Michaël Bruckert a effectué ses recherches de doctorat sur les recompositions du statut de la viande en Inde, dans l’Etat du Tamil Nadu. Si en Inde, la viande reste marginale, sa consommation est régulée par des logiques religieuses, morales, médicales ou économiques. Ses réseaux d’approvisionnement sont structurés par des contraintes écologiques et techniques mais aussi sociales et symboliques. Les abattoirs sont des lieux de conflit sur les usages et les significations des produits carnés. La visibilité des boucheries dans l’espace public est fortement contrôlée. Aujourd’hui, la viande, notamment celle de bœuf, devient un aliment politique, support de revendications identitaires. Mais l’urbanisation, l’industrialisation et la connexion à l’espace-Monde modifient progressivement le rapport des Indiens à la viande. La massification des circuits carnés ne peut être niée. Les exportations de viande de buffle s’envolent.
Au restaurant, la consommation de viande, notamment de poulet produit de façon intensive, devient pour la classe moyenne de Chennai une pratique statutaire. Pour autant, la transition alimentaire parfois prophétisée apparaît être une hypothèse erronée. La banalisation de la viande, circonscrite dans l’espace, va de pair avec une extrême différenciation des pratiques, en fonction des types de viandes, des individus, des contextes. En Inde, le rapport à la viande, véritable « substance biomorale », contribue à dessiner des géographies matérielles et idéelles, façonnant des territoires et des circuits, définissant des distances réelles ou symboliques entre les hommes et les animaux ou entre les groupes sociaux.
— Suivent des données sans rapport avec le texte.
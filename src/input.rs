//! Lane and port records consumed by the assembler, plus a GeoJSON adapter.

use crate::error::GraphBuildError;
use geo_types::{Geometry, LineString};
use geojson::{Feature, GeoJson};
use log::debug;
use serde_json::Value as JsonValue;
use std::path::Path;

#[derive(Debug, Clone, Default)]
pub struct LaneFeature {
    pub lane_id: Option<String>,
    pub geometry: Option<Geometry>,
}

impl LaneFeature {
    pub fn line(lane_id: Option<&str>, coords: Vec<(f64, f64)>) -> Self {
        Self {
            lane_id: lane_id.map(str::to_string),
            geometry: Some(Geometry::LineString(LineString::from(coords))),
        }
    }
}

#[derive(Debug, Clone, Default)]
pub struct PortFeature {
    pub port_id: Option<String>,
    pub name: Option<String>,
    pub country: Option<String>,
    pub lat: Option<f64>,
    pub lon: Option<f64>,
}

fn read_feature_collection(path: &Path) -> Result<Vec<Feature>, GraphBuildError> {
    let text = std::fs::read_to_string(path).map_err(|source| GraphBuildError::Io {
        path: path.to_path_buf(),
        source,
    })?;
    let parsed: GeoJson = text.parse().map_err(|source| GraphBuildError::GeoJson {
        path: path.to_path_buf(),
        source,
    })?;
    match parsed {
        GeoJson::FeatureCollection(fc) => Ok(fc.features),
        _ => Err(GraphBuildError::NotAFeatureCollection(path.to_path_buf())),
    }
}

/// Convert through the `geo-types` support in `geojson`. Any geometry kind is
/// kept so the graph builder can tell unsupported kinds from missing ones.
fn to_geometry(geometry: &geojson::Geometry) -> Option<Geometry> {
    match Geometry::try_from(geometry.clone()) {
        Ok(converted) => Some(converted),
        Err(e) => {
            debug!("Ignoring geometry that could not be converted: {}", e);
            None
        }
    }
}

/// Property as a string. Numbers are rendered without a trailing `.0`.
fn string_property(feature: &Feature, keys: &[&str]) -> Option<String> {
    keys.iter().find_map(|k| match feature.property(k)? {
        JsonValue::String(s) if !s.trim().is_empty() => Some(s.trim().to_string()),
        JsonValue::Number(n) => Some(match n.as_i64() {
            Some(i) => i.to_string(),
            None => n.to_string(),
        }),
        _ => None,
    })
}

fn float_property(feature: &Feature, keys: &[&str]) -> Option<f64> {
    keys.iter().find_map(|k| match feature.property(k)? {
        JsonValue::Number(n) => n.as_f64(),
        JsonValue::String(s) => s.trim().parse().ok(),
        _ => None,
    })
}

pub fn lane_from_feature(feature: &Feature) -> LaneFeature {
    LaneFeature {
        lane_id: string_property(feature, &["lane_id"]),
        geometry: feature.geometry.as_ref().and_then(to_geometry),
    }
}

pub fn port_from_feature(feature: &Feature) -> PortFeature {
    let point = match feature.geometry.as_ref().and_then(to_geometry) {
        Some(Geometry::Point(p)) => Some(p.0),
        _ => None,
    };
    PortFeature {
        port_id: string_property(feature, &["port_id"]),
        name: string_property(feature, &["name", "CITY"]),
        country: string_property(feature, &["country", "COUNTRY"]),
        lat: point
            .map(|c| c.y)
            .or_else(|| float_property(feature, &["lat", "LATITUDE"])),
        lon: point
            .map(|c| c.x)
            .or_else(|| float_property(feature, &["lon", "LONGITUDE"])),
    }
}

pub fn load_lanes(path: &Path) -> Result<Vec<LaneFeature>, GraphBuildError> {
    Ok(read_feature_collection(path)?
        .iter()
        .map(lane_from_feature)
        .collect())
}

pub fn load_ports(path: &Path) -> Result<Vec<PortFeature>, GraphBuildError> {
    Ok(read_feature_collection(path)?
        .iter()
        .map(port_from_feature)
        .collect())
}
Publications universitaires récentes :
- “La ‘transition alimentaire’ de l’Inde : une hypothèse erronée ? Le changement alimentaire au prisme de la consommation de viande” in Cahiers d’Outre-Mer, n°268, oct-déc 2014, pp.373-394
- “Boeuf en Inde, porc en France : à propos d’une bien illusoire et trompeuse identité alimentaire nationale”, Entretien avec Michaël Bruckert, Agrobiosciences, 9 novembre 2015.